» REQUIRED ACTION: Type out the entries again, matching each one exactly.

Stored data entries
******

//! Approximate name matching for "did you mean" suggestions.

/// Default upper bound on edit distance for a name to count as a suggestion.
pub const DEFAULT_MAX_DISTANCE: usize = 3;

/// Default number of suggestions returned.
pub const DEFAULT_LIMIT: usize = 5;

/// A candidate name and its distance from the target.
#[derive(Debug, Clone, PartialEq, Eq)]
pub struct SimilarityCandidate {
    pub name: String,
    pub distance: usize,
}

/// Case-insensitive Levenshtein distance.
///
/// `table[i][j]` holds the distance between the first `j` characters of `a`
/// and the first `i` characters of `b`.
pub fn edit_distance(a: &str, b: &str) -> usize {
    let a: Vec<char> = a.chars().flat_map(char::to_lowercase).collect();
    let b: Vec<char> = b.chars().flat_map(char::to_lowercase).collect();

    let mut table = vec![vec![0usize; a.len() + 1]; b.len() + 1];
    for (i, row) in table.iter_mut().enumerate() {
        row[0] = i;
    }
    for (j, cell) in table[0].iter_mut().enumerate() {
        *cell = j;
    }

    for i in 1..=b.len() {
        for j in 1..=a.len() {
            table[i][j] = if b[i - 1] == a[j - 1] {
                table[i - 1][j - 1]
            } else {
                1 + table[i - 1][j - 1]
                    .min(table[i][j - 1])
                    .min(table[i - 1][j])
            };
        }
    }

    table[b.len()][a.len()]
}

/// Scores every candidate against `target` and keeps the near misses.
///
/// Exact (case-insensitive) matches and anything farther than `max_distance`
/// are dropped. The result is sorted by distance; ties keep input order.
pub fn rank_candidates<S: AsRef<str>>(
    target: &str,
    candidates: &[S],
    max_distance: usize,
    limit: usize,
) -> Vec<SimilarityCandidate> {
    let target = target.to_lowercase();
    let mut scored: Vec<SimilarityCandidate> = candidates
        .iter()
        .map(|c| SimilarityCandidate {
            name: c.as_ref().to_string(),
            distance: edit_distance(&target, c.as_ref()),
        })
        .filter(|c| c.distance > 0 && c.distance <= max_distance)
        .collect();

    scored.sort_by_key(|c| c.distance);
    scored.truncate(limit);
    scored
}

/// Names from `candidates` that look like typos of `target`, closest first.
pub fn rank_similar<S: AsRef<str>>(
    target: &str,
    candidates: &[S],
    max_distance: usize,
    limit: usize,
) -> Vec<String> {
    rank_candidates(target, candidates, max_distance, limit)
        .into_iter()
        .map(|c| c.name)
        .collect()
}

#[cfg(test)]
mod tests {
    use super::*;

    #[test]
    fn test_identity_and_empty() {
        for s in ["", "users", "Ünïcode", "a b c"] {
            assert_eq!(edit_distance(s, s), 0);
        }
        assert_eq!(edit_distance("", "abc"), 3);
        assert_eq!(edit_distance("abc", ""), 3);
    }

    #[test]
    fn test_symmetry() {
        let pairs = [("kitten", "sitting"), ("users", "usres"), ("flaw", "lawn"), ("", "x")];
        for (a, b) in pairs {
            assert_eq!(edit_distance(a, b), edit_distance(b, a), "{a} / {b}");
        }
    }

    #[test]
    fn test_known_distances() {
        assert_eq!(edit_distance("kitten", "sitting"), 3);
        assert_eq!(edit_distance("usres", "users"), 2);
        assert_eq!(edit_distance("naem", "name"), 2);
        assert_eq!(edit_distance("email", "emails"), 1);
    }

    #[test]
    fn test_case_insensitive() {
        assert_eq!(edit_distance("USERS", "users"), 0);
        assert_eq!(edit_distance("Name", "naME"), 0);
    }

    #[test]
    fn test_rank_similar_typo() {
        let candidates = ["users", "orders", "user_roles"];
        assert_eq!(rank_similar("usres", &candidates, 3, 5), vec!["users"]);
    }

    #[test]
    fn test_rank_excludes_exact_match() {
        let candidates = ["users", "Users", "user"];
        assert_eq!(rank_similar("users", &candidates, 3, 5), vec!["user"]);
    }

    #[test]
    fn test_rank_orders_by_distance_then_input() {
        let candidates = ["cart", "card", "cards", "car"];
        let ranked = rank_candidates("carx", &candidates, 3, 5);
        let names: Vec<_> = ranked.iter().map(|c| c.name.as_str()).collect();
        // cart, card and car are all one edit away and keep input order
        assert_eq!(names, vec!["cart", "card", "car", "cards"]);
        assert_eq!(ranked[0].distance, 1);
        assert_eq!(ranked[3].distance, 2);
    }

    #[test]
    fn test_rank_respects_limit_and_max_distance() {
        let candidates = ["ab", "ac", "ad", "ae", "af", "ag", "zzzzzz"];
        assert_eq!(rank_similar("aa", &candidates, 3, 5).len(), 5);
        assert!(rank_similar("aa", &candidates, 0, 5).is_empty());
        assert!(!rank_similar("aa", &candidates, 3, 10).contains(&"zzzzzz".to_string()));
    }

    #[test]
    fn test_rank_returns_original_casing() {
        assert_eq!(rank_similar("custmers", &["Customers"], 3, 5), vec!["Customers"]);
    }
}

******

» RESPONSE TO THIS EXERCISE:
//! Approximate name matching for "did you mean" suggestions.

/// Default upper bound on edit distance for a name to count as a suggestion.
pub const DEFAULT_MAX_DISTANCE: usize = 3;

/// Default number of suggestions returned.
pub const DEFAULT_LIMIT: usize = 5;

/// A candidate name and its distance from the target.
#[derive(Debug, Clone, PartialEq, Eq)]
pub struct SimilarityCandidate {
    pub name: String,
    pub distance: usize,
}

/// Case-insensitive Levenshtein distance.
///
/// `table[i][j]` holds the distance between the first `j` characters of `a`
/// and the first `i` characters of `b`.
pub fn edit_distance(a: &str, b: &str) -> usize {
    let a: Vec<char> = a.chars().flat_map(char::to_lowercase).collect();
    let b: Vec<char> = b.chars().flat_map(char::to_lowercase).collect();

    let mut table = vec![vec![0usize; a.len() + 1]; b.len() + 1];
    for (i, row) in table.iter_mut().enumerate() {
        row[0] = i;
    }
    for (j, cell) in table[0].iter_mut().enumerate() {
        *cell = j;
    }

    for i in 1..=b.len() {
        for j in 1..=a.len() {
            table[i][j] = if b[i - 1] == a[j - 1] {
                table[i - 1][j - 1]
            } else {
                1 + table[i - 1][j - 1]
                    .min(table[i][j - 1])
                    .min(table[i - 1][j])
            };
        }
    }

    table[b.len()][a.len()]
}

/// Scores every candidate against `target` and keeps the near misses.
///
/// Exact (case-insensitive) matches and anything farther than `max_distance`
/// are dropped. The result is sorted by distance; ties keep input order.
pub fn rank_candidates<S: AsRef<str>>(
    target: &str,
    candidates: &[S],
    max_distance: usize,
    limit: usize,
) -> Vec<SimilarityCandidate> {
    let target = target.to_lowercase();
    let mut scored: Vec<SimilarityCandidate> = candidates
        .iter()
        .map(|c| SimilarityCandidate {
            name: c.as_ref().to_string(),
            distance: edit_distance(&target, c.as_ref()),
        })
        .filter(|c| c.distance > 0 && c.distance <= max_distance)
        .collect();

    scored.sort_by_key(|c| c.distance);
    scored.truncate(limit);
    scored
}

/// Names from `candidates` that look like typos of `target`, closest first.
pub fn rank_similar<S: AsRef<str>>(
    target: &str,
    candidates: &[S],
    max_distance: usize,
    limit: usize,
) -> Vec<String> {
    rank_candidates(target, candidates, max_distance, limit)
        .into_iter()
        .map(|c| c.name)
        .collect()
}

#[cfg(test)]
mod tests {
    use super::*;

    #[test]
    fn test_identity_and_empty() {
        for s in ["", "users", "Ünïcode", "a b c"] {
            assert_eq!(edit_distance(s, s), 0);
        }
        assert_eq!(edit_distance("", "abc"), 3);
        assert_eq!(edit_distance("abc", ""), 3);
    }

    #[test]
    fn test_symmetry() {
        let pairs = [("kitten", "sitting"), ("users", "usres"), ("flaw", "lawn"), ("", "x")];
        for (a, b) in pairs {
            assert_eq!(edit_distance(a, b), edit_distance(b, a), "{a} / {b}");
        }
    }

    #[test]
    fn test_known_distances() {
        assert_eq!(edit_distance("kitten", "sitting"), 3);
        assert_eq!(edit_distance("usres", "users"), 2);
        assert_eq!(edit_distance("naem", "name"), 2);
        assert_eq!(edit_distance("email", "emails"), 1);
    }

    #[test]
    fn test_case_insensitive() {
        assert_eq!(edit_distance("USERS", "users"), 0);
        assert_eq!(edit_distance("Name", "naME"), 0);
    }

    #[test]
    fn test_rank_similar_typo() {
        let candidates = ["users", "orders", "user_roles"];
        assert_eq!(rank_similar("usres", &candidates, 3, 5), vec!["users"]);
    }

    #[test]
    fn test_rank_excludes_exact_match() {
        let candidates = ["users", "Users", "user"];
        assert_eq!(rank_similar("users", &candidates, 3, 5), vec!["user"]);
    }

    #[test]
    fn test_rank_orders_by_distance_then_input() {
        let candidates = ["cart", "card", "cards", "car"];
        let ranked = rank_candidates("carx", &candidates, 3, 5);
        let names: Vec<_> = ranked.iter().map(|c| c.name.as_str()).collect();
        // cart, card and car are all one edit away and keep input order
        assert_eq!(names, vec!["cart", "card", "car", "cards"]);
        assert_eq!(ranked[0].distance, 1);
        assert_eq!(ranked[3].distance, 2);
    }

    #[test]
    fn test_rank_respects_limit_and_max_distance() {
        let candidates = ["ab", "ac", "ad", "ae", "af", "ag", "zzzzzz"];
        assert_eq!(rank_similar("aa", &candidates, 3, 5).len(), 5);
        assert!(rank_similar("aa", &candidates, 0, 5).is_empty());
        assert!(!rank_similar("aa", &candidates, 3, 10).contains(&"zzzzzz".to_string()));
    }

    #[test]
    fn test_rank_returns_original_casing() {
        assert_eq!(rank_similar("custmers", &["Customers"], 3, 5), vec!["Customers"]);
    }
}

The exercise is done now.